The Prophet was the ultimate spokesman for Allah on Earth. One feature of his theology important for religious development was accountability. Muhammad taught that Allah would judge humans for their conduct. He denied that human nature is sinful. Hence, spiritual development consists of eliciting the moral behavior most natural to human beings.
In light of this theology, Muhammad instituted the Five Pillars (or duties) of Muslim life. The first was the confession of faith: "There is no Allah but Allah, and Muhammad is the Prophet of Allah." This confession requires the submission to Allah that the word "Muslim" (one who submits) denotes. Thus, Muslim children learn from their earliest days that they are dependent on Allah for their life and should obey Allah's commands. While some Muslims hold that merely repeating the confession makes one a Muslim, many leaders list conditions for making one a Muslim. One such condition is that the confession must be perfectly understood by the person making it. Small children might be able to repeat the confession by memory, but would be expected to learn well its meaning.
The second pillar is the need for prayer five times daily: at dawn, midday, afternoon, evening, and before retiring to bed. These prayers are not extemporaneous, but feature recitations from the Qur'an and provide children with daily reinforcement of the basic confessions and obligations of Islam.
The third pillar is almsgiving, which may take the form of contributions to places of worship, but also of help to needy individuals or families, sometimes made anonymously so that the recipients do not feel inferior to their benefactors. Such charity today may take the form of free or inexpensive medical clinics for the poor, especially mothers and children.
The fourth pillar is fasting. Since Islam follows a lunar calendar, the month of fasting (called Ramadan) may fall at any time during the year. It requires abstention from food and drink from dawn to dusk, as a means of disciplining oneself in Islam. While small children and sick people are exempted from this observance, adolescent children will be reminded during Ramadan of their need to submit to Allah's moral will. The fifth pillar is the obligation to a make a pilgrimage to Mecca once in a lifetime, but for most children fulfillment of that pillar is remote. Recognizing that fact, Muslim tradition excuses those not yet of age from the obligation. Still, infants and small children occasionally participate with their parents, experiencing for themselves the blending of nationalities into a single community that is central to Islam. Pilgrims repeat the actions of the prophet by marching around the Ka'bah in the middle of Mecca's sacred mosque, and remember the foundational event of Islam, the flight of Muhammad from Mecca to Medina in 622 C.E.

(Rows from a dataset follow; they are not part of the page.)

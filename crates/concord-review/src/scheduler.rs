//! Bounded fan-out of file checks.
//!
//! A dispatcher task hands files to at most `max_workers` concurrent worker
//! tasks. Each worker runs one file under the whole-file timeout and sends
//! its [`FileResult`] down a channel, so results arrive in completion order.

use std::any::Any;
use std::path::PathBuf;
use std::sync::atomic::{AtomicBool, AtomicUsize, Ordering};
use std::sync::Arc;
use std::time::Duration;

use concord_core::{CheckSettings, FileResult, FileStatus};
use tokio::sync::{mpsc, Semaphore};
use tokio::task::JoinError;
use tracing::Instrument;

use crate::orchestrator::FileChecker;

/// Stops a batch from issuing new files. In-flight files run to completion
/// or to their own timeout.
#[derive(Debug, Clone, Default)]
pub struct StopHandle(Arc<AtomicBool>);

impl StopHandle {
    pub fn new() -> Self {
        Self::default()
    }

    pub fn stop(&self) {
        self.0.store(true, Ordering::SeqCst);
    }

    pub fn is_stopped(&self) -> bool {
        self.0.load(Ordering::SeqCst)
    }
}

/// Live counters shared by every worker of a batch.
#[derive(Debug, Default)]
pub struct BatchCounters {
    dispatched: AtomicUsize,
    completed: AtomicUsize,
    success: AtomicUsize,
    skipped: AtomicUsize,
    failed: AtomicUsize,
    timed_out: AtomicUsize,
}

/// Point-in-time copy of [`BatchCounters`].
#[derive(Debug, Clone, Copy, Default, PartialEq, Eq)]
pub struct BatchSummary {
    pub dispatched: usize,
    pub completed: usize,
    pub success: usize,
    pub skipped: usize,
    pub failed: usize,
    pub timed_out: usize,
}

impl BatchCounters {
    fn record(&self, result: &FileResult) {
        let bucket = match result.status {
            FileStatus::Success => &self.success,
            FileStatus::Skipped => &self.skipped,
            FileStatus::Failed => &self.failed,
            FileStatus::Timeout => &self.timed_out,
        };
        bucket.fetch_add(1, Ordering::SeqCst);
        self.completed.fetch_add(1, Ordering::SeqCst);
    }

    pub fn snapshot(&self) -> BatchSummary {
        BatchSummary {
            dispatched: self.dispatched.load(Ordering::SeqCst),
            completed: self.completed.load(Ordering::SeqCst),
            success: self.success.load(Ordering::SeqCst),
            skipped: self.skipped.load(Ordering::SeqCst),
            failed: self.failed.load(Ordering::SeqCst),
            timed_out: self.timed_out.load(Ordering::SeqCst),
        }
    }
}

/// A running batch.
pub struct BatchHandle {
    results: mpsc::Receiver<FileResult>,
    counters: Arc<BatchCounters>,
    stop: StopHandle,
}

impl BatchHandle {
    /// Next finished file, or `None` once every dispatched file reported.
    pub async fn next(&mut self) -> Option<FileResult> {
        self.results.recv().await
    }

    /// Wait for every result.
    pub async fn collect(mut self) -> Vec<FileResult> {
        let mut all = Vec::new();
        while let Some(result) = self.next().await {
            all.push(result);
        }
        all
    }

    /// Stop issuing new files.
    pub fn stop(&self) {
        self.stop.stop();
    }

    pub fn counters(&self) -> BatchSummary {
        self.counters.snapshot()
    }
}

/// Runs a [`FileChecker`] over many files with bounded concurrency.
pub struct Scheduler {
    checker: Arc<FileChecker>,
    max_workers: usize,
    file_timeout: Duration,
    stop: StopHandle,
}

impl Scheduler {
    pub fn new(checker: Arc<FileChecker>, max_workers: usize, file_timeout: Duration) -> Self {
        Self {
            checker,
            max_workers: max_workers.max(1),
            file_timeout,
            stop: StopHandle::new(),
        }
    }

    /// Worker count and file timeout from `settings`.
    pub fn from_settings(checker: Arc<FileChecker>, settings: &CheckSettings) -> Self {
        Self::new(
            checker,
            settings.max_workers,
            Duration::from_secs(settings.file_timeout_secs),
        )
    }

    /// Share a stop flag with the caller.
    pub fn with_stop(mut self, stop: StopHandle) -> Self {
        self.stop = stop;
        self
    }

    /// Start checking `files`. Must be called within a Tokio runtime.
    pub fn for_each(&self, files: Vec<PathBuf>) -> BatchHandle {
        let (tx, rx) = mpsc::channel(files.len().max(1));
        let counters = Arc::new(BatchCounters::default());
        let semaphore = Arc::new(Semaphore::new(self.max_workers));

        let checker = Arc::clone(&self.checker);
        let stop = self.stop.clone();
        let limit = self.file_timeout;
        let shared = Arc::clone(&counters);
        tokio::spawn(async move {
            for file in files {
                if stop.is_stopped() {
                    break;
                }
                let Ok(permit) = Arc::clone(&semaphore).acquire_owned().await else {
                    break;
                };
                if stop.is_stopped() {
                    break;
                }
                shared.dispatched.fetch_add(1, Ordering::SeqCst);

                let checker = Arc::clone(&checker);
                let counters = Arc::clone(&shared);
                let tx = tx.clone();
                tokio::spawn(async move {
                    let _permit = permit;
                    let result = check_with_deadline(checker, file, limit).await;
                    counters.record(&result);
                    // receiver gone means nobody is listening; the result is dropped
                    let _ = tx.send(result).await;
                });
            }
            if stop.is_stopped() {
                tracing::info!("batch stopped, no further files will be started");
            }
        });

        BatchHandle {
            results: rx,
            counters,
            stop: self.stop.clone(),
        }
    }
}

async fn check_with_deadline(checker: Arc<FileChecker>, file: PathBuf, limit: Duration) -> FileResult {
    let span = tracing::info_span!("check_file", path = %file.display());
    let task_file = file.clone();
    let mut task = tokio::spawn(
        async move { checker.check_file(&task_file).await }.instrument(span.clone()),
    );

    let result = match tokio::time::timeout(limit, &mut task).await {
        Ok(Ok(result)) => result,
        Ok(Err(join)) => FileResult::failed(&file, panic_message(join)),
        Err(_) => {
            task.abort();
            FileResult::timed_out(&file, limit)
        }
    };

    span.in_scope(|| match result.status {
        FileStatus::Success | FileStatus::Skipped => tracing::info!(
            status = %result.status,
            findings = result.total_findings(),
            duration_ms = result.duration_ms,
            "file checked"
        ),
        FileStatus::Failed | FileStatus::Timeout => tracing::warn!(
            status = %result.status,
            error = result.error_message.as_deref().unwrap_or_default(),
            "file check did not complete"
        ),
    });
    result
}

fn panic_message(err: JoinError) -> String {
    if err.is_cancelled() {
        return "file check was cancelled".into();
    }
    let payload: Box<dyn Any + Send> = err.into_panic();
    let detail = payload
        .downcast_ref::<&str>()
        .map(|s| s.to_string())
        .or_else(|| payload.downcast_ref::<String>().cloned())
        .unwrap_or_else(|| "unknown panic".into());
    format!("file check panicked: {detail}")
}

#[cfg(test)]
mod tests {
    use std::path::Path;

    use async_trait::async_trait;
    use concord_core::{ConcordError, Rule, SamplingConfig, Severity};

    use super::*;
    use crate::llm::{ChatMessage, LlmGateway};
    use crate::orchestrator::Collaborators;
    use crate::provider::{RuleProvider, RuleSet};

    /// Sleeps according to the file name in the prompt and tracks how many
    /// calls overlap.
    #[derive(Default)]
    struct Pacing {
        in_flight: AtomicUsize,
        peak: AtomicUsize,
    }

    #[async_trait]
    impl LlmGateway for Pacing {
        async fn chat(
            &self,
            messages: Vec<ChatMessage>,
            _sampling: &SamplingConfig,
        ) -> Result<String, ConcordError> {
            let now = self.in_flight.fetch_add(1, Ordering::SeqCst) + 1;
            self.peak.fetch_max(now, Ordering::SeqCst);
            let prompt = &messages[1].content;
            let delay = if prompt.contains("hang.rs") {
                3_600_000
            } else if prompt.contains("slow.rs") {
                150
            } else {
                20
            };
            tokio::time::sleep(Duration::from_millis(delay)).await;
            self.in_flight.fetch_sub(1, Ordering::SeqCst);
            Ok(r#"{"issues":[]}"#.into())
        }
    }

    struct PanicsOn(&'static str);

    impl RuleProvider for PanicsOn {
        fn applicable_rules(&self, path: &Path) -> Result<Vec<Rule>, ConcordError> {
            if path.ends_with(self.0) {
                panic!("provider exploded on {}", path.display());
            }
            Ok(vec![Rule::new("R", "x", Severity::Info)])
        }
    }

    fn files(dir: &Path, names: &[&str]) -> Vec<PathBuf> {
        names
            .iter()
            .map(|n| {
                let p = dir.join(n);
                std::fs::write(&p, "fn main() {}\n").unwrap();
                p
            })
            .collect()
    }

    fn scheduler(
        gateway: Arc<dyn LlmGateway>,
        rules: Arc<dyn RuleProvider>,
        workers: usize,
        timeout: Duration,
    ) -> Scheduler {
        let collab = Collaborators::new(gateway, rules);
        let checker = Arc::new(FileChecker::new(&collab, &CheckSettings::default()));
        Scheduler::new(checker, workers, timeout)
    }

    fn default_rules() -> Arc<dyn RuleProvider> {
        Arc::new(RuleSet::new(vec![Rule::new("R", "x", Severity::Info)]).unwrap())
    }

    #[tokio::test]
    async fn results_arrive_in_completion_order() {
        let dir = tempfile::tempdir().unwrap();
        let batch = files(dir.path(), &["slow.rs", "fast.rs"]);
        let s = scheduler(Arc::new(Pacing::default()), default_rules(), 2, Duration::from_secs(10));

        let results = s.for_each(batch).collect().await;
        assert_eq!(results.len(), 2);
        assert!(results[0].file_path.ends_with("fast.rs"));
        assert!(results[1].file_path.ends_with("slow.rs"));
    }

    #[tokio::test]
    async fn worker_pool_is_bounded() {
        let dir = tempfile::tempdir().unwrap();
        let batch = files(dir.path(), &["a.rs", "b.rs", "c.rs", "d.rs", "e.rs", "f.rs"]);
        let gateway = Arc::new(Pacing::default());
        let s = scheduler(gateway.clone(), default_rules(), 2, Duration::from_secs(10));

        let mut handle = s.for_each(batch);
        let mut n = 0;
        while handle.next().await.is_some() {
            n += 1;
        }
        assert_eq!(n, 6);
        assert!(gateway.peak.load(Ordering::SeqCst) <= 2);
        let summary = handle.counters();
        assert_eq!(summary.dispatched, 6);
        assert_eq!(summary.success, 6);
    }

    #[tokio::test]
    async fn timeout_is_isolated_to_its_file() {
        let dir = tempfile::tempdir().unwrap();
        let batch = files(dir.path(), &["a.rs", "hang.rs", "c.rs"]);
        let s = scheduler(Arc::new(Pacing::default()), default_rules(), 3, Duration::from_millis(300));

        let results = s.for_each(batch).collect().await;
        assert_eq!(results.len(), 3);
        for r in &results {
            if r.file_path.ends_with("hang.rs") {
                assert_eq!(r.status, FileStatus::Timeout);
                assert!(r.findings.is_empty());
            } else {
                assert_eq!(r.status, FileStatus::Success);
            }
        }
    }

    #[tokio::test]
    async fn panic_becomes_failed_result_for_that_file_only() {
        let dir = tempfile::tempdir().unwrap();
        let batch = files(dir.path(), &["a.rs", "b.rs", "c.rs"]);
        let s = scheduler(
            Arc::new(Pacing::default()),
            Arc::new(PanicsOn("b.rs")),
            2,
            Duration::from_secs(10),
        );

        let mut handle = s.for_each(batch);
        let mut results = Vec::new();
        while let Some(r) = handle.next().await {
            results.push(r);
        }
        let b = results.iter().find(|r| r.file_path.ends_with("b.rs")).unwrap();
        assert_eq!(b.status, FileStatus::Failed);
        assert!(b.error_message.as_deref().unwrap().contains("provider exploded"));
        assert_eq!(handle.counters().success, 2);
        assert_eq!(handle.counters().failed, 1);
    }

    #[tokio::test]
    async fn stopped_batch_issues_nothing() {
        let dir = tempfile::tempdir().unwrap();
        let batch = files(dir.path(), &["a.rs", "b.rs"]);
        let stop = StopHandle::new();
        stop.stop();
        let s = scheduler(Arc::new(Pacing::default()), default_rules(), 2, Duration::from_secs(10))
            .with_stop(stop);

        let handle = s.for_each(batch);
        assert!(handle.collect().await.is_empty());
    }
}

The Muslim calendar is marked by festivals that point to the significance of Mohammed and the influence of his religion upon the culture and daily life of Muslim children. The first, 'Id al-Fitr, concludes the month-long fast of Ramadan; it is observed on the first day of the next month. It reminds everyone, including children, of the bounty of God. The second, 'Id al- Adha, usually follows 70 days later, and coincides with the events during the pilgrimage to Mecca, so that all Muslims at least theoretically are observing that basic ritual. This festival is as close as most children come to making the pilgrimage, but it gives them a sense of participation. The third, Muharram, is the Muslim New Year's Day. The fourth, Mawlid an-Nabi, commemorates the Prophet's birthday, while the fifth, Lailat al-Mi'raj, celebrates his ascension. These last two festivals provide excellent opportunities for teaching children about Muhammad and his teachings.
The Qur'an also includes specific injunctions of Muhammad about the treatment of children. Loyal Muslims are to aid the needy, beggars, slaves, and orphans. He specifically forbade taking financial or other advantage of orphans. Muslims are to be respectful and humble to their aged parents and protective of their children. Such instructions probably presuppose living in extended families where a man's parents and children were in proximity, but they retain their force in contemporary Muslim life.
Finally, one should note that the obligation to recite the Qur'an in Arabic has led Muslims to institute schools where the reading and memorizing of the Qur'an is at least a top priority, if not the only one. Consequently, the obligation has promoted both literacy and institutionalized instruction by teachers steeped in the Qur'an for Muslim young people, particularly for males. In these many ways (e.g., through the practice of the five pillars, the reading of the Qur'an, Islamic teaching and education, and participation in festivals), Muhammad's life has influenced and will continue to influence the spiritual and religious lives of Muslims around the world.